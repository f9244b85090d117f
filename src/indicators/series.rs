//! Indicator series calculations

use rust_decimal::Decimal;
use rust_decimal_macros::dec;

/// Bollinger band levels at the latest bar
#[derive(Debug, Clone, Copy, PartialEq)]
pub struct Bands {
    pub upper: Decimal,
    pub middle: Decimal,
    pub lower: Decimal,
}

/// Simple moving average series
pub fn sma(values: &[Decimal], period: usize) -> Vec<Decimal> {
    if period == 0 || values.len() < period {
        return vec![];
    }
    let divisor = Decimal::from(period);
    values
        .windows(period)
        .map(|w| w.iter().sum::<Decimal>() / divisor)
        .collect()
}

/// Exponential moving average series, seeded with the SMA of the first `period` values
pub fn ema(values: &[Decimal], period: usize) -> Vec<Decimal> {
    if period == 0 || values.len() < period {
        return vec![];
    }
    let multiplier = dec!(2) / Decimal::from(period + 1);
    let seed = values[..period].iter().sum::<Decimal>() / Decimal::from(period);

    let mut out = Vec::with_capacity(values.len() - period + 1);
    out.push(seed);
    for value in &values[period..] {
        let prev = out[out.len() - 1];
        out.push((*value - prev) * multiplier + prev);
    }
    out
}

/// Relative strength index with Wilder smoothing
pub fn rsi(values: &[Decimal], period: usize) -> Vec<Decimal> {
    if period == 0 || values.len() < period + 1 {
        return vec![];
    }
    let deltas: Vec<Decimal> = values.windows(2).map(|w| w[1] - w[0]).collect();
    let gain = |d: &Decimal| if *d > Decimal::ZERO { *d } else { Decimal::ZERO };
    let loss = |d: &Decimal| if *d < Decimal::ZERO { -*d } else { Decimal::ZERO };

    let p = Decimal::from(period);
    let mut avg_gain = deltas[..period].iter().map(gain).sum::<Decimal>() / p;
    let mut avg_loss = deltas[..period].iter().map(loss).sum::<Decimal>() / p;

    let strength = |avg_gain: Decimal, avg_loss: Decimal| {
        if avg_loss == Decimal::ZERO {
            dec!(100)
        } else {
            dec!(100) - dec!(100) / (Decimal::ONE + avg_gain / avg_loss)
        }
    };

    let mut out = Vec::with_capacity(deltas.len() - period + 1);
    out.push(strength(avg_gain, avg_loss));
    for delta in &deltas[period..] {
        avg_gain = (avg_gain * (p - Decimal::ONE) + gain(delta)) / p;
        avg_loss = (avg_loss * (p - Decimal::ONE) + loss(delta)) / p;
        out.push(strength(avg_gain, avg_loss));
    }
    out
}

/// Population standard deviation
pub fn std_dev(values: &[Decimal]) -> Option<Decimal> {
    if values.is_empty() {
        return None;
    }
    let n = Decimal::from(values.len());
    let mean = values.iter().sum::<Decimal>() / n;
    let variance = values.iter().map(|v| (*v - mean) * (*v - mean)).sum::<Decimal>() / n;
    let variance: f64 = variance.try_into().ok()?;
    Decimal::try_from(variance.sqrt()).ok()
}

/// Bollinger bands at the latest bar
pub fn bollinger(values: &[Decimal], period: usize, width: Decimal) -> Option<Bands> {
    if period == 0 || values.len() < period {
        return None;
    }
    let window = &values[values.len() - period..];
    let middle = window.iter().sum::<Decimal>() / Decimal::from(period);
    let sd = std_dev(window)?;
    Some(Bands {
        upper: middle + width * sd,
        middle,
        lower: middle - width * sd,
    })
}

/// Average true range at the latest bar
///
/// Only closes are available, so highs and lows are approximated as close +/- 1%.
pub fn atr(closes: &[Decimal], period: usize) -> Option<Decimal> {
    if period == 0 || closes.len() < period + 1 {
        return None;
    }
    let high = |c: Decimal| c * dec!(1.01);
    let low = |c: Decimal| c * dec!(0.99);

    let true_ranges: Vec<Decimal> = closes
        .windows(2)
        .map(|w| {
            let (prev, cur) = (w[0], w[1]);
            (high(cur) - low(cur))
                .max((high(cur) - prev).abs())
                .max((low(cur) - prev).abs())
        })
        .collect();

    let p = Decimal::from(period);
    let mut value = true_ranges[..period].iter().sum::<Decimal>() / p;
    for tr in &true_ranges[period..] {
        value = (value * (p - Decimal::ONE) + *tr) / p;
    }
    Some(value)
}

/// Z-score of the last value against the whole series
pub fn z_score(values: &[Decimal]) -> Option<Decimal> {
    let last = *values.last()?;
    let mean = values.iter().sum::<Decimal>() / Decimal::from(values.len());
    let sd = std_dev(values)?;
    if sd == Decimal::ZERO {
        return Some(Decimal::ZERO);
    }
    Some((last - mean) / sd)
}

/// Latest volume relative to the trailing average
pub fn volume_ratio(volumes: &[Decimal], period: usize) -> Option<Decimal> {
    let last = *volumes.last()?;
    if period == 0 || volumes.len() < period {
        return Some(Decimal::ONE);
    }
    let avg = volumes[volumes.len() - period..].iter().sum::<Decimal>() / Decimal::from(period);
    if avg <= Decimal::ZERO {
        return Some(Decimal::ONE);
    }
    Some(last / avg)
}

/// Coefficient of variation of the last `period` closes
pub fn volatility(closes: &[Decimal], period: usize) -> Option<Decimal> {
    if period == 0 || closes.len() < period {
        return None;
    }
    let window = &closes[closes.len() - period..];
    let mean = window.iter().sum::<Decimal>() / Decimal::from(period);
    if mean == Decimal::ZERO {
        return None;
    }
    Some(std_dev(window)? / mean)
}

#[cfg(test)]
mod tests {
    use super::*;

    fn series(values: &[i64]) -> Vec<Decimal> {
        values.iter().map(|v| Decimal::from(*v)).collect()
    }

    #[test]
    fn test_sma() {
        let s = sma(&series(&[1, 2, 3, 4, 5]), 3);
        assert_eq!(s, vec![dec!(2), dec!(3), dec!(4)]);
        assert!(sma(&series(&[1, 2]), 3).is_empty());
    }

    #[test]
    fn test_ema_seeded_with_sma() {
        let e = ema(&series(&[2, 4, 6, 8]), 3);
        // seed = 4, multiplier = 0.5 -> (8 - 4) * 0.5 + 4 = 6
        assert_eq!(e, vec![dec!(4), dec!(6)]);
    }

    #[test]
    fn test_rsi_all_gains_is_100() {
        let values = series(&[1, 2, 3, 4, 5, 6, 7, 8]);
        let r = rsi(&values, 3);
        assert_eq!(r.len(), 5);
        assert!(r.iter().all(|v| *v == dec!(100)));
    }

    #[test]
    fn test_rsi_starts_at_seed() {
        // gains 1, 1 and loss 1 over the first period: rs = 2
        let r = rsi(&series(&[1, 2, 3, 2]), 3);
        assert_eq!(r.len(), 1);
        assert_eq!(r[0].round_dp(2), dec!(66.67));
        assert!(rsi(&series(&[1, 2, 3]), 3).is_empty());
    }

    #[test]
    fn test_rsi_bounded() {
        let values = series(&[10, 12, 11, 13, 12, 9, 8, 10, 11, 7, 6]);
        let r = rsi(&values, 4);
        assert!(!r.is_empty());
        assert!(r.iter().all(|v| *v >= dec!(0) && *v <= dec!(100)));
    }

    #[test]
    fn test_std_dev_and_z_score() {
        let values = series(&[2, 4, 4, 4, 5, 5, 7, 9]);
        assert_eq!(std_dev(&values), Some(dec!(2)));
        // mean 5, last 9 -> z = 2
        assert_eq!(z_score(&values), Some(dec!(2)));
        assert_eq!(z_score(&series(&[3, 3, 3])), Some(dec!(0)));
        assert_eq!(z_score(&[]), None);
    }

    #[test]
    fn test_bollinger_flat_series() {
        let bands = bollinger(&series(&[5, 5, 5, 5]), 4, dec!(2)).unwrap();
        assert_eq!(bands.upper, dec!(5));
        assert_eq!(bands.lower, dec!(5));
        assert!(bollinger(&series(&[5, 5]), 4, dec!(2)).is_none());
    }

    #[test]
    fn test_atr_flat_series() {
        // Flat closes -> true range is the synthetic 2% high/low band
        let atr_value = atr(&series(&[100, 100, 100, 100]), 3).unwrap();
        assert_eq!(atr_value, dec!(2));
    }

    #[test]
    fn test_volume_ratio() {
        let ratio = volume_ratio(&series(&[10, 10, 10, 30]), 4).unwrap();
        assert_eq!(ratio, dec!(2));
        assert_eq!(volume_ratio(&series(&[0, 0]), 2), Some(dec!(1)));
    }

    #[test]
    fn test_volatility_zero_for_flat() {
        assert_eq!(volatility(&series(&[7, 7, 7]), 3), Some(dec!(0)));
    }
}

_PROMPT:_ Print again the lines of the entries above that fall between the line holding "Exponential moving average" and the line holding "let prev = out[out.len() - 1];", inclusive, exactly as they stand.

_RESPONSE TO THE EXERCISE:_
/// Exponential moving average series, seeded with the SMA of the first `period` values
pub fn ema(values: &[Decimal], period: usize) -> Vec<Decimal> {
    if period == 0 || values.len() < period {
        return vec![];
    }
    let multiplier = dec!(2) / Decimal::from(period + 1);
    let seed = values[..period].iter().sum::<Decimal>() / Decimal::from(period);

    let mut out = Vec::with_capacity(values.len() - period + 1);
    out.push(seed);
    for value in &values[period..] {
        let prev = out[out.len() - 1];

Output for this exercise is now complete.